* [Description of the task]:
Would you restate all the data that follows, word for word?

* [Given data]:
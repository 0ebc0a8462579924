//! QLab OSC wire protocol for cuelink.
//!
//! QLab listens for OSC messages over UDP and answers on a separate port.
//! This crate knows nothing about sockets; it only turns addresses into
//! packets and packets back into typed messages.
//!
//! # Protocol Overview
//!
//! - outbound: one OSC message per datagram, with no argument or a single
//!   string argument ([`osc::encode`])
//! - inbound replies: `/reply/<query address>` followed by a JSON object
//! - inbound updates: `/update/workspace/{id}/...` with an optional
//!   string argument
//!
//! # Example
//!
//! ```rust
//! use cuelink_protocol::{address, interpret, osc, Inbound, Update};
//!
//! let packet = osc::encode(&address::command(Some("W1"), address::PlaybackCommand::Go), None);
//! assert_eq!(osc::decode_address(&packet), "/workspace/W1/go");
//!
//! let update = osc::encode("/update/workspace/W1/cueList/L1/playbackPosition", Some("C2"));
//! match interpret(&update).unwrap() {
//!     Inbound::Update(Update::PlaybackPosition { cue_id, .. }) => {
//!         assert_eq!(cue_id.as_deref(), Some("C2"));
//!     }
//!     other => panic!("unexpected {other:?}"),
//! }
//! ```

pub mod address;
mod error;
pub mod osc;
pub mod reply;

pub use address::PlaybackCommand;
pub use error::{DecodeError, DecodeResult};
pub use reply::{
    classify, interpret, CueListSummary, Inbound, MessageKind, Reply, ReplyData, Update,
    WorkspaceSummary,
};

/// Port QLab listens on for OSC messages.
pub const DEFAULT_SERVER_PORT: u16 = 53000;

/// Local port QLab sends replies to.
pub const DEFAULT_REPLY_PORT: u16 = 53001;

/// Largest datagram accepted by the receive loop (32 KiB).
///
/// Cue-list replies for large shows are the biggest packets QLab sends.
pub const MAX_PACKET_SIZE: usize = 32 * 1024;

* [Solution for this task]:
repository 0ebc0a8462579924
//! QLab OSC wire protocol for cuelink.
//!
//! QLab listens for OSC messages over UDP and answers on a separate port.
//! This crate knows nothing about sockets; it only turns addresses into
//! packets and packets back into typed messages.
//!
//! # Protocol Overview
//!
//! - outbound: one OSC message per datagram, with no argument or a single
//!   string argument ([`osc::encode`])
//! - inbound replies: `/reply/<query address>` followed by a JSON object
//! - inbound updates: `/update/workspace/{id}/...` with an optional
//!   string argument
//!
//! # Example
//!
//! ```rust
//! use cuelink_protocol::{address, interpret, osc, Inbound, Update};
//!
//! let packet = osc::encode(&address::command(Some("W1"), address::PlaybackCommand::Go), None);
//! assert_eq!(osc::decode_address(&packet), "/workspace/W1/go");
//!
//! let update = osc::encode("/update/workspace/W1/cueList/L1/playbackPosition", Some("C2"));
//! match interpret(&update).unwrap() {
//!     Inbound::Update(Update::PlaybackPosition { cue_id, .. }) => {
//!         assert_eq!(cue_id.as_deref(), Some("C2"));
//!     }
//!     other => panic!("unexpected {other:?}"),
//! }
//! ```

pub mod address;
mod error;
pub mod osc;
pub mod reply;

pub use address::PlaybackCommand;
pub use error::{DecodeError, DecodeResult};
pub use reply::{
    classify, interpret, CueListSummary, Inbound, MessageKind, Reply, ReplyData, Update,
    WorkspaceSummary,
};

/// Port QLab listens on for OSC messages.
pub const DEFAULT_SERVER_PORT: u16 = 53000;

/// Local port QLab sends replies to.
pub const DEFAULT_REPLY_PORT: u16 = 53001;

/// Largest datagram accepted by the receive loop (32 KiB).
///
/// Cue-list replies for large shows are the biggest packets QLab sends.
pub const MAX_PACKET_SIZE: usize = 32 * 1024;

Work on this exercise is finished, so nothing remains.